Operators not complying with port concession agreement likely to face sanctions

 The Minister of Transport, Sen. Idris Umar, on Thursday directed the management of the Nigerian Ports Authority (NPA) to furnish his office with reports of concessionaires who had yet to comply with the concession agreement.

Idris, who was represented by Mr Hassan Bello, Executive Secretary of the Nigerian Shippers’ Council (NSC), gave the directive in Lagos at a one-day ``Monitoring and Compliance Conference.’’
He said that the Federal Government decided to introduce ports reform  to improve efficiency in port operations.
Idris said that the reform was meant to reduce the cost of port services and promote competition in provision of port services.
He said that the port reform was meant to make Nigerian ports the hub for international trade and shipping in West and Central Africa sub-region.
``This has made NPA the landlord and technical regulator, while the terminal operators are now responsible for cargo handling and upgrading of facilities.
``The concession has brought us increase in local and foreign investments in infrastructure and cargo handling improvement which has increased cargo throughput by volume of trade,'' Idris said.
Malam Habib Abdullahi, Managing Director of the NPA, said that the authority had made history in 2006 for concessioning the ports, following the economic reform agenda of the government.
Habib said that the authority concessioned cargo handling operations to private terminal operators through international competitive bidding.
``The port concession arrangements devised roles and allocate different obligations to both NPA and the concessionaries.
``Obligations were allocated based on what each party can do best.
``These issues relating to regulations, security, infrastructure, access, marine service and channel management were allocated to NPA, ‘’ Abdullahi said.
He said that on the other hand, issues of cargo handling, commercial risk, provision of superstructure, terminal development and terminal labour were left for the terminal operators.
Abdullahi, however, said that NPA had set up an appropriate framework for monitoring and compliance.
``A new division was established to carry out this task and report to the management every quarter.

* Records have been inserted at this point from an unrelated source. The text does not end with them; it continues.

//! In-memory [`AccountRepository`] adapter.

use std::collections::HashMap;
use std::sync::Arc;

use async_trait::async_trait;
use mockable::Clock;
use tokio::sync::RwLock;
use uuid::Uuid;

use crate::domain::ports::{AccountPersistenceError, AccountRepository};
use crate::domain::{Account, SignUp};

/// Account store keyed by lower-cased email. Passwords are not retained.
pub struct InMemoryAccountRepository {
    accounts: RwLock<HashMap<String, Account>>,
    clock: Arc<dyn Clock>,
}

impl InMemoryAccountRepository {
    pub fn new(clock: Arc<dyn Clock>) -> Self {
        Self {
            accounts: RwLock::new(HashMap::new()),
            clock,
        }
    }
}

#[async_trait]
impl AccountRepository for InMemoryAccountRepository {
    async fn create(&self, sign_up: &SignUp) -> Result<Account, AccountPersistenceError> {
        let account = Account::from_sign_up(Uuid::new_v4(), sign_up, self.clock.utc());
        let mut accounts = self.accounts.write().await;
        if accounts.contains_key(&account.email) {
            return Err(AccountPersistenceError::duplicate(account.email));
        }
        accounts.insert(account.email.clone(), account.clone());
        Ok(account)
    }
}

#[cfg(test)]
mod tests {
    use super::*;
    use mockable::DefaultClock;
    use serde_json::json;

    fn sign_up(email: &str) -> SignUp {
        serde_json::from_value(json!({
            "email": email,
            "password": "Analytical1",
            "full_name": "Ada Lovelace",
        }))
        .expect("decodes")
    }

    #[tokio::test]
    async fn emails_are_unique_ignoring_case() {
        let repo = InMemoryAccountRepository::new(Arc::new(DefaultClock));
        repo.create(&sign_up("ada@example.com"))
            .await
            .expect("first sign-up");
        let err = repo
            .create(&sign_up("ADA@example.com"))
            .await
            .expect_err("duplicate");
        assert_eq!(err, AccountPersistenceError::duplicate("ada@example.com"));
    }
}
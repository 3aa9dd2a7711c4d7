//! Port abstraction for trip persistence adapters and their errors.
use async_trait::async_trait;
use uuid::Uuid;

use crate::domain::{Trip, TripDraft};

use super::define_port_error;

define_port_error! {
    /// Persistence errors raised by trip repository adapters.
    pub enum TripPersistenceError {
        /// The backing store could not be reached.
        Connection { message: String } =>
            "trip repository connection failed: {message}"
            as ServiceUnavailable(503, "Trip storage is temporarily unavailable"),
        /// A trip with the same trip number already exists.
        Duplicate { trip_number: String } =>
            "trip {trip_number} already exists"
            as DuplicateRecord(409, "A trip with this trip number already exists"),
        /// Query or mutation failed during execution.
        Query { message: String } =>
            "trip repository query failed: {message}"
            as DatabaseError(500, "Trip storage failed"),
    }
}

/// Port for recording and reading trips.
#[cfg_attr(test, mockall::automock)]
#[async_trait]
pub trait TripRepository: Send + Sync {
    /// Store a new trip, assigning its identifier and creation time.
    async fn insert(&self, draft: TripDraft) -> Result<Trip, TripPersistenceError>;

    /// Fetch a trip by identifier.
    async fn find_by_id(&self, id: &Uuid) -> Result<Option<Trip>, TripPersistenceError>;

    /// List every trip, most recent start time first.
    async fn list(&self) -> Result<Vec<Trip>, TripPersistenceError>;
}
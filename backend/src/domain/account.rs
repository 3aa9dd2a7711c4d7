//! Account records created at sign-up.

use std::fmt;

use chrono::{DateTime, Utc};
use serde::{Deserialize, Serialize};
use uuid::Uuid;

/// Password supplied at sign-up.
///
/// The value is handed to the identity provider and never logged; `Debug`
/// is redacted.
#[derive(Clone, PartialEq, Eq, Deserialize)]
#[serde(transparent)]
pub struct Password(String);

impl Password {
    pub fn expose(&self) -> &str {
        self.0.as_str()
    }
}

impl fmt::Debug for Password {
    fn fmt(&self, f: &mut fmt::Formatter<'_>) -> fmt::Result {
        f.write_str("Password(***)")
    }
}

/// Sign-up details decoded from a validated body.
///
/// The confirmation field has already been checked by the schema and is not
/// carried further.
#[derive(Debug, Clone, PartialEq, Eq, Deserialize)]
pub struct SignUp {
    pub email: String,
    pub password: Password,
    pub full_name: String,
    #[serde(default)]
    pub home_city: Option<String>,
    #[serde(default)]
    pub phone: Option<String>,
}

/// A registered account. Credentials stay with the identity provider.
#[derive(Debug, Clone, PartialEq, Eq, Serialize, Deserialize)]
pub struct Account {
    pub id: Uuid,
    pub email: String,
    pub full_name: String,
    pub home_city: Option<String>,
    pub phone: Option<String>,
    pub created_at: DateTime<Utc>,
}

impl Account {
    /// Build the stored account for a sign-up. Emails are stored lower-cased.
    pub fn from_sign_up(id: Uuid, sign_up: &SignUp, created_at: DateTime<Utc>) -> Self {
        Self {
            id,
            email: sign_up.email.to_lowercase(),
            full_name: sign_up.full_name.clone(),
            home_city: sign_up.home_city.clone(),
            phone: sign_up.phone.clone(),
            created_at,
        }
    }
}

``This task is handled by a committee comprising departments that have responsibilities on the issue of obligations of the parties,’’ Abdullahi said.
He said that the task of monitoring and compliance was key to NPA because it was the vehicle that would enable the realisation of the added value of private operators.
Abdullahi said that NPA was a direct beneficiary in the partnership with the concessionaires, adding that it also represented other institutional obligations as demanded by the concession agreement.
He, however, said the eight years of port concession had been full of excitement and challenges.
Abdullahi said the excitement had also saddled the organisation with the responsibility of managing expectations of the concessionaires.
Also speaking, Sen. Olugbenga Obadara, a member of the Senate Marine Committee, commended NPA's efforts for carrying out its obligations diligently.
``I have visited all the terminals in Lagos and I love the way the managing director of NPA handled the issue of bonded terminals with passion.
``The NPA's managing director also makes sure that the bonded terminals are able to keep their businesses moving,’’ he said.
Obadara said an enabling environment and legislative responsibility were important.
It would be recalled that 26 terminals were concessioned to private terminal operators in 2006.